Background information
- Origin: Inkberrow, Worcestershire, England
- Genres: Gothic rock; post-punk;
- Years active: 1979–present
- Members: Justin Jones; Simon Huw Jones; Paul Hill; Colin Ozanne; Grant Gordon;
- Past members: Graham Havas; Nick Havas; Steven Burrows; Mark Tibenham; William Waghorn; Dale Hodginson; Ian Jenkins; Emer Brizzolara;
- Website: http://www.andalsothetrees.co.uk/

= And Also the Trees =

English post-punk and gothic rock band

And Also the Trees are an English rock band, formed in 1979 in Inkberrow, Worcestershire. They are characterised by their poetic lyrics and evocative music which are strongly influenced by the native English countryside.

== History ==
And Also the Trees formed in 1979 in Inkberrow, Worcestershire, with a lineup featuring two sets of brothers: Simon Huw Jones (vocals), Justin Jones (guitar), Graham Havas (bass) and Nick Havas (drums).

===1980s===
The band made their live debut on 12 January 1980 at Grieg Memorial Hall in Alcester. A home demo tape was sent to The Cure, who were looking for support bands on their tour, leading to a friendship between the two bands. In 1981, And Also the Trees played several shows in support of The Cure's UK tour. Their second demo tape, From Under the Hill (1982), was partly co-produced by Robert Smith and Mike Hedges. Graham Havas was replaced at this time by Steven Burrows.

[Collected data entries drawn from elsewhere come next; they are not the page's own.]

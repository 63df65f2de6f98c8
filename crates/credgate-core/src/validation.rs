//! Input validation for registrations, credentials, and consent grants.

use crate::crypto::Hash32;
use crate::error::ValidationError;
use crate::types::{Principal, Timestamp};

/// Shortest consent a grant may create: one day.
pub const MIN_DURATION: u64 = 86_400;

/// Longest consent a grant may create: 365 days.
pub const MAX_DURATION: u64 = 31_536_000;

/// Reject the zero hash for the named argument.
pub fn require_nonzero(field: &'static str, hash: &Hash32) -> Result<(), ValidationError> {
    if hash.is_zero() {
        return Err(ValidationError::InvalidParameter { field });
    }
    Ok(())
}

/// Check the time window and parties of a consent grant.
///
/// Order matters and is observable: expiry, then duration bounds, then the
/// self-grant rule. Both duration bounds are inclusive.
pub fn validate_consent_window(
    owner: &Principal,
    requester: &Principal,
    expiry: Timestamp,
    now: Timestamp,
) -> Result<(), ValidationError> {
    // 1. Expiry must be strictly in the future
    if expiry <= now {
        return Err(ValidationError::InvalidExpiry { expiry, now });
    }

    // 2. Duration within [MIN_DURATION, MAX_DURATION]
    let duration = expiry - now;
    if !(MIN_DURATION..=MAX_DURATION).contains(&duration) {
        return Err(ValidationError::InvalidDuration {
            duration,
            min: MIN_DURATION,
            max: MAX_DURATION,
        });
    }

    // 3. No granting to yourself
    if owner == requester {
        return Err(ValidationError::SelfGrantForbidden { principal: *owner });
    }

    Ok(())
}
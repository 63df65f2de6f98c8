//! Hashing primitives for credgate.
//!
//! Every attestation the engine handles (identity attributes, credential
//! digests, credential type labels) is a 32-byte hash. The engine never sees
//! the underlying documents.

use serde::{Deserialize, Serialize};
use std::fmt;

/// A 32-byte digest.
///
/// `Hash32::ZERO` is the "empty" hash. Operations that take a hash argument
/// reject it, and denied audit entries carry it in place of a credential hash.
#[derive(Clone, Copy, PartialEq, Eq, Hash, PartialOrd, Ord, Serialize, Deserialize)]
pub struct Hash32(pub [u8; 32]);

impl Hash32 {
    /// The zero hash (sentinel value).
    pub const ZERO: Self = Self([0u8; 32]);

    /// Compute the Blake3 digest of the given data.
    pub fn digest(data: &[u8]) -> Self {
        Self(*blake3::hash(data).as_bytes())
    }

    /// Create from raw bytes.
    pub const fn from_bytes(bytes: [u8; 32]) -> Self {
        Self(bytes)
    }

    /// Get the raw bytes.
    pub const fn as_bytes(&self) -> &[u8; 32] {
        &self.0
    }

    /// Whether this is the zero hash.
    pub fn is_zero(&self) -> bool {
        self.0 == [0u8; 32]
    }

    /// Convert to hex string.
    pub fn to_hex(&self) -> String {
        hex::encode(self.0)
    }

    /// Parse from hex string.
    pub fn from_hex(s: &str) -> Result<Self, hex::FromHexError> {
        let bytes = hex::decode(s)?;
        if bytes.len() != 32 {
            return Err(hex::FromHexError::InvalidStringLength);
        }
        let mut arr = [0u8; 32];
        arr.copy_from_slice(&bytes);
        Ok(Self(arr))
    }
}

impl fmt::Debug for Hash32 {
    fn fmt(&self, f: &mut fmt::Formatter<'_>) -> fmt::Result {
        write!(f, "Hash32({})", &self.to_hex()[..16])
    }
}

impl fmt::Display for Hash32 {
    fn fmt(&self, f: &mut fmt::Formatter<'_>) -> fmt::Result {
        write!(f, "{}", self.to_hex())
    }
}

impl AsRef<[u8]> for Hash32 {
    fn as_ref(&self) -> &[u8] {
        &self.0
    }
}

impl From<[u8; 32]> for Hash32 {
    fn from(bytes: [u8; 32]) -> Self {
        Self(bytes)
    }
}

impl TryFrom<&[u8]> for Hash32 {
    type Error = std::array::TryFromSliceError;

    fn try_from(slice: &[u8]) -> Result<Self, Self::Error> {
        let arr: [u8; 32] = slice.try_into()?;
        Ok(Self(arr))
    }
}
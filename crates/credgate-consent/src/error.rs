//! Error types for the registry and consent store.

use credgate_core::{CredentialType, Principal, ValidationError};
use credgate_store::StoreError;
use thiserror::Error;

/// Errors that can occur during registry and consent operations.
#[derive(Debug, Error)]
pub enum ConsentError {
    /// The principal already has an identity.
    #[error("principal {principal} is already registered")]
    AlreadyRegistered { principal: Principal },

    /// The principal has no identity.
    #[error("principal {principal} is not registered")]
    NotRegistered { principal: Principal },

    /// The granting owner has no identity.
    #[error("owner {owner} is not registered")]
    OwnerNotRegistered { owner: Principal },

    /// The receiving requester has no identity.
    #[error("requester {requester} is not registered")]
    RequesterNotRegistered { requester: Principal },

    /// No credential stored for this owner and type.
    #[error("credential {credential_type} not found for owner {owner}")]
    CredentialNotFound {
        owner: Principal,
        credential_type: CredentialType,
    },

    /// No live consent for this key.
    #[error("no consent from {owner} to {requester} for {credential_type}")]
    ConsentNotFound {
        owner: Principal,
        requester: Principal,
        credential_type: CredentialType,
    },

    /// Input rejected.
    #[error(transparent)]
    Validation(#[from] ValidationError),

    /// Storage error.
    #[error("storage error: {0}")]
    Store(#[from] StoreError),
}

/// Result type for registry and consent operations.
pub type Result<T> = std::result::Result<T, ConsentError>;
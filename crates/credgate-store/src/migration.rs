//! Versioned SQLite schema.
//!
//! `schema_migrations` records every version applied. Opening a database
//! applies the missing versions in one transaction and refuses a schema
//! newer than this build understands.

use rusqlite::Connection;

use crate::error::{Result, StoreError};

/// Current schema version.
pub const CURRENT_VERSION: u32 = 1;

/// Bring the schema up to [`CURRENT_VERSION`]. Safe to call on every open.
pub fn migrate(conn: &mut Connection) -> Result<()> {
    conn.execute(
        "CREATE TABLE IF NOT EXISTS schema_migrations (
            version INTEGER PRIMARY KEY,
            applied_at INTEGER NOT NULL
        )",
        [],
    )?;

    let current: u32 = conn.query_row(
        "SELECT COALESCE(MAX(version), 0) FROM schema_migrations",
        [],
        |row| row.get(0),
    )?;

    if current > CURRENT_VERSION {
        return Err(StoreError::Migration(format!(
            "database schema version {} is newer than supported version {}",
            current, CURRENT_VERSION
        )));
    }

    if current < CURRENT_VERSION {
        let tx = conn.transaction()?;

        for version in (current + 1)..=CURRENT_VERSION {
            apply_migration(&tx, version)?;

            tx.execute(
                "INSERT INTO schema_migrations (version, applied_at) VALUES (?1, ?2)",
                rusqlite::params![version, now_secs()],
            )?;
            tracing::debug!(version, "applied schema migration");
        }

        tx.commit()?;
    }

    Ok(())
}

/// Apply a specific migration version.
fn apply_migration(conn: &Connection, version: u32) -> Result<()> {
    match version {
        1 => apply_v1(conn),
        _ => Err(StoreError::Migration(format!(
            "unknown migration version: {}",
            version
        ))),
    }
}

/// Migration v1: Initial schema.
fn apply_v1(conn: &Connection) -> Result<()> {
    conn.execute_batch(
        r#"
        -- One identity per principal, written once
        CREATE TABLE identities (
            principal BLOB PRIMARY KEY,          -- 32 bytes
            id_hash BLOB NOT NULL,
            email_hash BLOB NOT NULL,
            secondary_id_hash BLOB NOT NULL,
            registered_at INTEGER NOT NULL       -- unix seconds
        );

        -- Credential digests, overwritten on update
        CREATE TABLE credentials (
            owner BLOB NOT NULL,
            credential_type BLOB NOT NULL,
            credential_hash BLOB NOT NULL,
            issued_at INTEGER NOT NULL,
            PRIMARY KEY (owner, credential_type)
        );

        -- Live consents; revocation deletes the row
        CREATE TABLE consents (
            owner BLOB NOT NULL,
            requester BLOB NOT NULL,
            credential_type BLOB NOT NULL,
            expiry INTEGER NOT NULL,
            granted_at INTEGER NOT NULL,
            PRIMARY KEY (owner, requester, credential_type)
        );

        -- Append-only, hash-chained access log
        CREATE TABLE access_log (
            log_index INTEGER PRIMARY KEY,       -- 0-based, consecutive
            owner BLOB NOT NULL,
            requester BLOB NOT NULL,
            credential_type BLOB NOT NULL,
            credential_hash BLOB NOT NULL,       -- zero when denied
            timestamp INTEGER NOT NULL,
            granted INTEGER NOT NULL,            -- 0=denied, 1=granted
            reason TEXT NOT NULL,
            prev_digest BLOB NOT NULL,
            digest BLOB NOT NULL
        );

        CREATE INDEX idx_access_log_owner ON access_log(owner, log_index);
        CREATE INDEX idx_access_log_requester ON access_log(requester, log_index);

        CREATE TRIGGER identities_no_update BEFORE UPDATE ON identities
        BEGIN SELECT RAISE(ABORT, 'identities are write-once'); END;

        CREATE TRIGGER identities_no_delete BEFORE DELETE ON identities
        BEGIN SELECT RAISE(ABORT, 'identities are write-once'); END;

        CREATE TRIGGER credentials_no_delete BEFORE DELETE ON credentials
        BEGIN SELECT RAISE(ABORT, 'credentials cannot be deleted'); END;

        CREATE TRIGGER access_log_no_update BEFORE UPDATE ON access_log
        BEGIN SELECT RAISE(ABORT, 'access_log is append-only'); END;

        CREATE TRIGGER access_log_no_delete BEFORE DELETE ON access_log
        BEGIN SELECT RAISE(ABORT, 'access_log is append-only'); END;
        "#,
    )?;

    Ok(())
}

/// Get current time in seconds.
fn now_secs() -> i64 {
    use std::time::{SystemTime, UNIX_EPOCH};
    SystemTime::now()
        .duration_since(UNIX_EPOCH)
        .map(|d| d.as_secs() as i64)
        .unwrap_or(0)
}

#[cfg(test)]
mod tests {
    use super::*;

    #[test]
    fn test_migration_creates_tables() {
        let mut conn = Connection::open_in_memory().unwrap();
        migrate(&mut conn).unwrap();

        let tables: Vec<String> = conn
            .prepare("SELECT name FROM sqlite_master WHERE type='table' ORDER BY name")
            .unwrap()
            .query_map([], |row| row.get(0))
            .unwrap()
            .collect::<std::result::Result<Vec<_>, _>>()
            .unwrap();

        assert!(tables.contains(&"identities".to_string()));
        assert!(tables.contains(&"credentials".to_string()));
        assert!(tables.contains(&"consents".to_string()));
        assert!(tables.contains(&"access_log".to_string()));
        assert!(tables.contains(&"schema_migrations".to_string()));
    }

    #[test]
    fn test_migration_idempotent() {
        let mut conn = Connection::open_in_memory().unwrap();
        migrate(&mut conn).unwrap();
        migrate(&mut conn).unwrap();
        migrate(&mut conn).unwrap();

        let version: u32 = conn
            .query_row("SELECT MAX(version) FROM schema_migrations", [], |row| {
                row.get(0)
            })
            .unwrap();
        assert_eq!(version, 1);
    }

    #[test]
    fn test_access_log_rejects_delete() {
        let mut conn = Connection::open_in_memory().unwrap();
        migrate(&mut conn).unwrap();

        conn.execute(
            "INSERT INTO access_log VALUES (0, x'00', x'00', x'00', x'00', 0, 0, 'r', x'00', x'00')",
            [],
        )
        .unwrap();

        assert!(conn.execute("DELETE FROM access_log", []).is_err());
        assert!(conn
            .execute("UPDATE access_log SET granted = 1", [])
            .is_err());

        let count: i64 = conn
            .query_row("SELECT COUNT(*) FROM access_log", [], |row| row.get(0))
            .unwrap();
        assert_eq!(count, 1);
    }

    #[test]
    fn test_newer_schema_rejected() {
        let mut conn = Connection::open_in_memory().unwrap();
        migrate(&mut conn).unwrap();
        conn.execute(
            "INSERT INTO schema_migrations (version, applied_at) VALUES (99, 0)",
            [],
        )
        .unwrap();

        assert!(matches!(migrate(&mut conn), Err(StoreError::Migration(_))));
    }
}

In 1983, the band released their first single, "Shantell", which was produced by The Cure's Lol Tolhurst. Their second single, "The Secret Sea", followed in 1984 and was also produced by Tolhurst. Tolhurst also produced their debut studio album, And Also the Trees, which was released in February 1984. The band received the attention of BBC Radio 1 DJ John Peel, and were invited to do a session in April 1984, which was produced by Dale Griffin for broadcast on 24 April.

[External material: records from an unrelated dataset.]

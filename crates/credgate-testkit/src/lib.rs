//! # credgate testkit
//!
//! Testing utilities for credgate.
//!
//! ## Overview
//!
//! This crate provides:
//!
//! - **Fixtures**: A mediator on a manual clock, plus helpers that register
//!   parties and store credentials in one call
//! - **Ledgers**: An incentive ledger that can be taken offline or stalled
//! - **Generators**: Proptest strategies for principals, hashes, and
//!   consent durations
//!
//! ## Test Fixtures
//!
//! ```rust,no_run
//! use credgate_testkit::{TestFixture, DAY};
//!
//! async fn example() {
//!     let fx = TestFixture::new();
//!     let alice = fx.party("alice").await;
//!     let techcorp = fx.party("techcorp").await;
//!     let (diploma, hash) = fx.credential(&alice, "Bachelor_Diploma").await;
//!
//!     fx.grant(&alice, &techcorp, &diploma, 30 * DAY).await;
//!     let released = fx.mediator.access_data(&techcorp, &alice, &diploma).await.unwrap();
//!     assert_eq!(released, hash);
//! }
//! ```
//!
//! ## Property Testing
//!
//! ```rust,ignore
//! use proptest::prelude::*;
//! use credgate_testkit::generators::valid_duration;
//!
//! proptest! {
//!     #[test]
//!     fn grant_accepts_any_valid_duration(duration in valid_duration()) {
//!         // ...
//!     }
//! }
//! ```

pub mod fixtures;
pub mod generators;
pub mod ledgers;

pub use fixtures::{multi_party, random_principal, TestFixture, DAY, FIXTURE_EPOCH};
pub use generators::GrantParams;
pub use ledgers::SwitchableLedger;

The EP A Room Lives in Lucy (1985) introduced the mandolin-like guitar sound which became their trademark for the next few years. It gave the band their only placing on the UK Independent Chart, peaking at number 30. The next album, Virus Meadow (1986), was followed by their first European tour, which yielded the live album The Evening of the 24th (1987). Another EP, The Critical Distance, was released in 1987. The singles "Shaletown" and "The House of the Heart", and the next album The Millpond Years (1988) were produced by Mark Tibenham.

Farewell to the Shade (1989) was followed by the single releases of "Lady D'Arbanville" (a completely revised Cat Stevens cover) and the French-only "Misfortunes".

===1990s===
In 1990, they changed their management. The band toured America during the following year, and reactivated contact with the Cure, which resulted in the USA-only release of the EP The Pear Tree featuring a remix by Robert Smith and Mark Saunders.

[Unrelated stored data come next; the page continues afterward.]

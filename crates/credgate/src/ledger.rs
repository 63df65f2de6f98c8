//! The incentive ledger contract and an in-memory ledger.

use std::collections::{HashMap, HashSet};
use std::sync::RwLock;

use async_trait::async_trait;
use credgate_core::{ConsentKey, ConsentRecord, Hash32, Principal, Timestamp};
use serde::{Deserialize, Serialize};
use thiserror::Error;

/// Errors a ledger may report.
#[derive(Debug, Clone, PartialEq, Eq, Error)]
pub enum LedgerError {
    /// Crediting would overflow the balance.
    #[error("balance overflow for {principal}: {balance} + {amount}")]
    Overflow {
        principal: Principal,
        balance: u64,
        amount: u64,
    },

    /// The ledger could not be reached.
    #[error("ledger unavailable: {0}")]
    Unavailable(String),
}

/// Domain separator for reward ids.
const REWARD_DOMAIN: &[u8] = b"credgate.reward.v1";

/// Identifier of one grant's reward.
///
/// Covers the consent key, the committed record, and a per-mediator
/// sequence number, so a renewal gets a fresh id while every retry of the
/// same reward reuses it.
pub fn reward_id(key: &ConsentKey, consent: &ConsentRecord, seq: u64) -> Hash32 {
    let mut buf = Vec::with_capacity(REWARD_DOMAIN.len() + 3 * 32 + 3 * 8);
    buf.extend_from_slice(REWARD_DOMAIN);
    buf.extend_from_slice(key.owner.as_bytes());
    buf.extend_from_slice(key.requester.as_bytes());
    buf.extend_from_slice(key.credential_type.as_bytes());
    buf.extend_from_slice(&consent.granted_at.to_be_bytes());
    buf.extend_from_slice(&consent.expiry.to_be_bytes());
    buf.extend_from_slice(&seq.to_be_bytes());
    Hash32::digest(&buf)
}

/// A token ledger that credits owners for granting access.
///
/// Implementations are external collaborators; the mediator is the only
/// caller of [`mint`](IncentiveLedger::mint).
#[async_trait]
pub trait IncentiveLedger: Send + Sync {
    /// Credit `amount` to `principal` for the reward `reward_id`. Returns the
    /// new balance.
    ///
    /// The mediator stops waiting after its mint timeout, and a mint it gave
    /// up on may still have been applied. It retries with the same
    /// `reward_id`, so implementations must credit each id at most once: a
    /// repeated id returns the current balance and credits nothing.
    async fn mint(
        &self,
        reward_id: &Hash32,
        principal: &Principal,
        amount: u64,
    ) -> Result<u64, LedgerError>;

    /// Current balance. Unknown principals have zero.
    async fn balance_of(&self, principal: &Principal) -> Result<u64, LedgerError>;
}

#[derive(Debug, Default)]
struct Balances {
    by_principal: HashMap<Principal, u64>,
    applied: HashSet<Hash32>,
}

/// In-memory ledger. Remembers every reward id it has credited.
#[derive(Debug, Default)]
pub struct MemoryLedger {
    state: RwLock<Balances>,
}

impl MemoryLedger {
    pub fn new() -> Self {
        Self::default()
    }

    /// Sum of all balances, saturating at `u64::MAX`.
    pub fn total_supply(&self) -> u64 {
        self.state
            .read()
            .map(|s| {
                s.by_principal
                    .values()
                    .fold(0u64, |total, balance| total.saturating_add(*balance))
            })
            .unwrap_or_default()
    }
}

#[async_trait]
impl IncentiveLedger for MemoryLedger {
    async fn mint(
        &self,
        reward_id: &Hash32,
        principal: &Principal,
        amount: u64,
    ) -> Result<u64, LedgerError> {
        let mut state = self
            .state
            .write()
            .map_err(|_| LedgerError::Unavailable("lock poisoned".into()))?;
        let Balances {
            by_principal,
            applied,
        } = &mut *state;

        let balance = by_principal.entry(*principal).or_default();
        if applied.contains(reward_id) {
            return Ok(*balance);
        }

        let credited = balance.checked_add(amount).ok_or(LedgerError::Overflow {
            principal: *principal,
            balance: *balance,
            amount,
        })?;
        *balance = credited;
        applied.insert(*reward_id);
        Ok(credited)
    }

    async fn balance_of(&self, principal: &Principal) -> Result<u64, LedgerError> {
        let state = self
            .state
            .read()
            .map_err(|_| LedgerError::Unavailable("lock poisoned".into()))?;
        Ok(state.by_principal.get(principal).copied().unwrap_or_default())
    }
}

/// A grant reward that could not be minted yet.
#[derive(Debug, Clone, PartialEq, Eq, Serialize, Deserialize)]
pub struct PendingReward {
    /// Passed to every retry of this reward.
    pub reward_id: Hash32,
    pub owner: Principal,
    pub amount: u64,
    /// Why the mint did not go through.
    pub reason: String,
    pub queued_at: Timestamp,
}

/// Outcome of the reward half of a grant.
#[derive(Debug, Clone, PartialEq, Eq, Serialize, Deserialize)]
pub enum RewardStatus {
    /// Minted.
    Issued { amount: u64 },
    /// Queued for a later [`settle_pending_rewards`](crate::AccessMediator::settle_pending_rewards).
    Pending { reason: String },
}

impl RewardStatus {
    pub fn is_issued(&self) -> bool {
        matches!(self, RewardStatus::Issued { .. })
    }
}

#[cfg(test)]
mod tests {
    use super::*;
    use credgate_core::CredentialType;

    fn id(n: u8) -> Hash32 {
        Hash32::from_bytes([n; 32])
    }

    #[tokio::test]
    async fn test_mint_accumulates() {
        let ledger = MemoryLedger::new();
        let alice = Principal::from_name("alice");

        assert_eq!(ledger.balance_of(&alice).await.unwrap(), 0);
        assert_eq!(ledger.mint(&id(1), &alice, 10).await.unwrap(), 10);
        assert_eq!(ledger.mint(&id(2), &alice, 10).await.unwrap(), 20);
        assert_eq!(ledger.balance_of(&alice).await.unwrap(), 20);
        assert_eq!(ledger.total_supply(), 20);
    }

    #[tokio::test]
    async fn test_mint_overflow_leaves_balance() {
        let ledger = MemoryLedger::new();
        let alice = Principal::from_name("alice");
        ledger.mint(&id(1), &alice, u64::MAX - 1).await.unwrap();

        let err = ledger.mint(&id(2), &alice, 2).await.unwrap_err();
        assert!(matches!(err, LedgerError::Overflow { amount: 2, .. }));
        assert_eq!(ledger.balance_of(&alice).await.unwrap(), u64::MAX - 1);

        // A rejected id was never applied and can still go through later
        assert_eq!(ledger.mint(&id(2), &alice, 1).await.unwrap(), u64::MAX);
    }

    #[tokio::test]
    async fn test_repeated_reward_id_credits_once() {
        let ledger = MemoryLedger::new();
        let alice = Principal::from_name("alice");

        assert_eq!(ledger.mint(&id(9), &alice, 10).await.unwrap(), 10);
        assert_eq!(ledger.mint(&id(9), &alice, 10).await.unwrap(), 10);
        assert_eq!(ledger.total_supply(), 10);
    }

    #[tokio::test]
    async fn test_total_supply_saturates() {
        let ledger = MemoryLedger::new();
        ledger
            .mint(&id(1), &Principal::from_name("alice"), u64::MAX)
            .await
            .unwrap();
        ledger
            .mint(&id(2), &Principal::from_name("bob"), u64::MAX)
            .await
            .unwrap();

        assert_eq!(ledger.total_supply(), u64::MAX);
    }

    #[test]
    fn test_reward_id_distinguishes_grants() {
        let key = ConsentKey::new(
            Principal::from_name("alice"),
            Principal::from_name("techcorp"),
            CredentialType::from_label("Bachelor_Diploma"),
        );
        let consent = ConsentRecord {
            expiry: 2_000,
            granted_at: 1_000,
        };
        let renewed = ConsentRecord {
            expiry: 3_000,
            ..consent
        };

        assert_eq!(reward_id(&key, &consent, 0), reward_id(&key, &consent, 0));
        assert_ne!(reward_id(&key, &consent, 0), reward_id(&key, &consent, 1));
        assert_ne!(reward_id(&key, &consent, 0), reward_id(&key, &renewed, 0));
    }
}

In 1992, the band released their last album produced by Tibenham, Green Is the Sea. They promoted it with a two-leg European tour including Belgium, Germany, Switzerland and France. Fan pressure resulted in a digital remastering of their singles and EPs, and the release of From Horizon to Horizon, a CD collection of primarily single and non-album tracks between 1983 and 1992.

They issued their sixth studio album The Klaxon in 1993, and the band toured during the following year, which resulted in the release of the live album Le Bataclan and a tour video from a concert in Hamburg.

In 1995, Justin Jones and Tibenham, along with Antonia Reiner, collaborated on a project called G. O. L., which resulted in the release of the album Sensations of Tone and the single "Soma Holiday". The album featured a cover version of the early And Also The Trees song "There Were No Bounds".

The band's seventh studio album, Angelfish (1996), centred on a British perception of Americana. It was the last album with drummer Nick Havas, who was replaced by Paul Hill.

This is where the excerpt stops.